When the Main Street Milwaukee program suffered a funding cut earlier this year, the commercial corridors it supports throughout the city were threatened. That is, until Local Initiatives Support Corporation (LISC) Milwaukee decided to step in.
LISC has made it a goal to bolster and promote these pockets of business throughout the city, using the Main Street model as its inspiration. This model depends almost entirely on volunteers from within the community who want to see their communities succeed. So, when the city’s budget forced it to abandon funding for the program, LISC had to find a way to “keep the community engaged and get it to rally around commercial corridors,” said Marjorie Rucker, commercial corridor revitalization specialist at LISC.
LISC aims to fill vacant storefronts and promote and expand existing businesses to attract both residents and private investment. Its two Commercial Revitalization Affinity Groups (CRAGs) provide the perfect example of LISC’s efforts to do this.
The general CRAG group, which attracts stakeholders in business improvement districts and relates to overall commercial corridor redevelopment, was formed in 2006. Earlier this year, the small business CRAG group, which offers resources specifically to small business owners in the city, was founded.
Both groups focus on helping people expand their knowledge base, often by bringing in experts to talk about things like social media, e-commerce, business branding and time management. Their meetings, held monthly, are open to anyone in the community. These group sessions also allow time for peer instruction.
“Many times in CRAG sessions people learn from their peers. I think it’s always positive to either spark change or, at least, the idea around change,” said Rucker.
The next CRAG meeting will take place on September 12 and will focus on the ways that community art can strengthen commercial corridors.
One business that has blossomed from this type of community support is La Isla, a Puerto Rican restaurant located at the intersection of 35th Street and National Avenue. The restaurant is the result of a partnership between LISC and Layton Boulevard West Neighbors (LBWN), with LISC providing a loan while LBWN provided the commercial space.
According to Natanael Martinez, economic development manager at LBWN, the space was at first meant to be a “business incubator” but quickly became ready for a business to occupy. Because of its prime location at a busy intersection, La Isla’s success has become a catalyst for the rest of the neighborhood.
The rest of National Avenue serves as one of the commercial corridors on which both LISC and LBWN have chosen to focus. This area, packaged as an “international food experience,” includes restaurants such as Vientiane Noodle Shop, Thai Lotus, Mr. Sebass and Chicken Palace, as well as the Asian International Market.
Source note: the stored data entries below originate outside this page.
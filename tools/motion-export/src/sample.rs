//! Per-frame pose sampling
//!
//! For every requested frame the evaluator's shared cursor is advanced
//! (whole-skeleton re-evaluation, so frames go strictly in order), then
//! each channel bone's visual delta is computed: what the animator posed
//! on top of rest, with any constraint/IK influence baked in but the
//! coordinate-frame effects removed. A retargeted skeleton with
//! different proportions can replay these deltas standalone.

use glam::{DMat4, DQuat};

use motion_common::motion::{ChannelSet, FrameSample, SampledMotion};
use motion_common::skeleton::Skeleton;

use crate::evaluate::{FrameGuard, PoseEvaluator};
use crate::export::{ExportReport, ProgressCounter};

/// Why one (frame, bone) sample could not be produced. Individual
/// failures degrade the export; they never abort it.
#[derive(Debug, Clone, thiserror::Error)]
pub enum SampleError {
    #[error("bone '{0}' has no rest matrix")]
    NoRestMatrix(String),

    #[error("bone '{bone}' has no evaluated pose at frame {frame}")]
    NoPose { bone: String, frame: i32 },
}

/// One bone's visual delta at the evaluator's current frame.
fn sample_bone<E: PoseEvaluator + ?Sized>(
    eval: &mut E,
    skel: &Skeleton,
    bone: &str,
    frame: i32,
) -> Result<FrameSample, SampleError> {
    let rest_bone = eval
        .rest_local(bone)
        .ok_or_else(|| SampleError::NoRestMatrix(bone.to_string()))?;
    let pose = eval.world_pose(bone).ok_or_else(|| SampleError::NoPose {
        bone: bone.to_string(),
        frame,
    })?;

    let (rest_parent, pose_parent) = match skel.parent_of(bone) {
        Some(parent) => {
            let rest = eval
                .rest_local(&parent.name)
                .ok_or_else(|| SampleError::NoRestMatrix(parent.name.clone()))?;
            let pose = eval
                .world_pose(&parent.name)
                .ok_or_else(|| SampleError::NoPose {
                    bone: parent.name.clone(),
                    frame,
                })?;
            (rest, pose)
        }
        None => (DMat4::IDENTITY, DMat4::IDENTITY),
    };

    // the bone's rest transform relative to its parent...
    let rest_rel = rest_parent.inverse() * rest_bone;
    // ...undone against the evaluated pose gives the pure animator delta
    let delta = rest_rel.inverse() * (pose_parent.inverse() * pose);
    // re-express in the bone's rest orientation so rolls cancel out
    let basis = DMat4::from_quat(DQuat::from_mat4(&rest_bone).normalize());
    let visual = basis * delta * basis.inverse();

    Ok(FrameSample {
        visual,
        parent_pose: pose_parent,
        pose,
    })
}

/// Sample every channel bone over a frame range.
///
/// The evaluator's cursor is guarded: whatever frame the host was on
/// before the call is restored when sampling ends, on every exit path.
/// Per-bone failures are logged into the report and that sample is
/// omitted.
pub fn sample_range<E: PoseEvaluator + ?Sized>(
    eval: &mut E,
    skel: &Skeleton,
    channels: &ChannelSet,
    frames: impl IntoIterator<Item = i32>,
    report: &mut ExportReport,
    progress: &ProgressCounter,
) -> SampledMotion {
    let mut motion = SampledMotion::new();
    let mut guard = FrameGuard::new(eval);
    for frame in frames {
        guard.set_current_frame(frame);
        for bone in channels.order() {
            match sample_bone(&mut *guard, skel, bone, frame) {
                Ok(sample) => motion.insert(frame, bone, sample),
                Err(err) => {
                    tracing::debug!("skipping sample: {err}");
                    report.missing_samples.push((frame, bone.clone()));
                }
            }
        }
        progress.advance();
    }
    motion
}

#[cfg(test)]
mod tests {
    use super::*;
    use crate::clip::{Action, ClipSource, Key};
    use crate::evaluate::ClipEvaluator;
    use glam::DVec3;
    use motion_common::skeleton::Bone;

    fn rig(action: Action) -> (ClipEvaluator, ChannelSet) {
        let mut skel = Skeleton::new();
        skel.add_bone(Bone::new("mPelvis", None, DVec3::new(0.0, 0.0, 1.0), DVec3::new(0.0, 0.0, 1.1)))
            .unwrap();
        skel.add_bone(Bone::new(
            "mTorso",
            Some(0),
            DVec3::new(0.0, 0.0, 0.1),
            DVec3::new(0.0, 0.0, 0.3),
        ))
        .unwrap();
        let mut channels = ChannelSet::new();
        channels.add_rot("mPelvis");
        channels.add_rot("mTorso");
        (ClipEvaluator::new(skel, ClipSource::from_action(action)), channels)
    }

    #[test]
    fn test_rest_pose_samples_identity_visual() {
        let (mut eval, channels) = rig(Action::new("empty"));
        let skel = eval.skeleton().clone();
        let mut report = ExportReport::default();
        let progress = ProgressCounter::default();
        let motion = sample_range(&mut eval, &skel, &channels, 0..3, &mut report, &progress);

        for frame in 0..3 {
            let sample = motion.get(frame, "mTorso").unwrap();
            let diff = sample.visual - DMat4::IDENTITY;
            assert!(
                diff.to_cols_array().iter().all(|v| v.abs() < 1e-9),
                "frame {frame} visual is not identity"
            );
        }
        assert!(report.missing_samples.is_empty());
        assert_eq!(progress.get(), 3);
    }

    #[test]
    fn test_keyed_rotation_appears_in_visual() {
        let mut action = Action::new("bend");
        let half = DQuat::from_rotation_x(0.4);
        action.push_rotation("mTorso", vec![Key { frame: 0.0, value: half }]);
        let (mut eval, channels) = rig(action);
        let skel = eval.skeleton().clone();
        let mut report = ExportReport::default();
        let progress = ProgressCounter::default();
        let motion = sample_range(&mut eval, &skel, &channels, 0..1, &mut report, &progress);

        let sample = motion.get(0, "mTorso").unwrap();
        let q = DQuat::from_mat4(&sample.visual).normalize();
        assert!(q.dot(half).abs() > 0.999999, "visual rotation {q:?}");
    }

    #[test]
    fn test_missing_bone_degrades_gracefully() {
        let (mut eval, mut channels) = rig(Action::new("empty"));
        channels.add_rot("mGhost");
        let skel = eval.skeleton().clone();
        let mut report = ExportReport::default();
        let progress = ProgressCounter::default();
        let motion = sample_range(&mut eval, &skel, &channels, 0..2, &mut report, &progress);

        assert!(motion.get(0, "mGhost").is_none());
        assert!(motion.get(0, "mTorso").is_some());
        assert_eq!(report.missing_samples.len(), 2);
    }

    #[test]
    fn test_cursor_restored_after_sampling() {
        let (mut eval, channels) = rig(Action::new("empty"));
        let skel = eval.skeleton().clone();
        eval.set_current_frame(42);
        let mut report = ExportReport::default();
        let progress = ProgressCounter::default();
        let _ = sample_range(&mut eval, &skel, &channels, 0..5, &mut report, &progress);
        assert_eq!(eval.current_frame(), 42);
    }
}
To promote the National Avenue corridor, LBWN has planned an international food and art walk for September 8. This event will feature local restaurants paired with local artists. It will give visitors a chance to sample small plates as well as artists’ performances. LBWN has partnered with ART Milwaukee for this event.
“We’re really excited that this will draw a lot of people that have probably never been to the neighborhood before and get them to come back for the dining experience,” said Martinez.
Other areas of the city have not yet found a “theme” for their corridors. Martinez added that LBWN is in the process of doing market analysis, which will allow it to define what the niche can be for each neighborhood.
“That’s been the challenge. There’s some good relationships established here [on National Avenue] but we’re also reaching out to other areas and just getting these businesses aware of who we are and that we want to get them more involved in what we’re doing,” said Martinez.
According to Rucker, groups like CRAG and events like the international food and art walk allow these areas to truly shine.
“We [the city of Milwaukee] have great commercial corridors, but they’ve never been applauded like they should be. Our goal is to give them the recognition that they deserve and to make them those bright, shining stars.”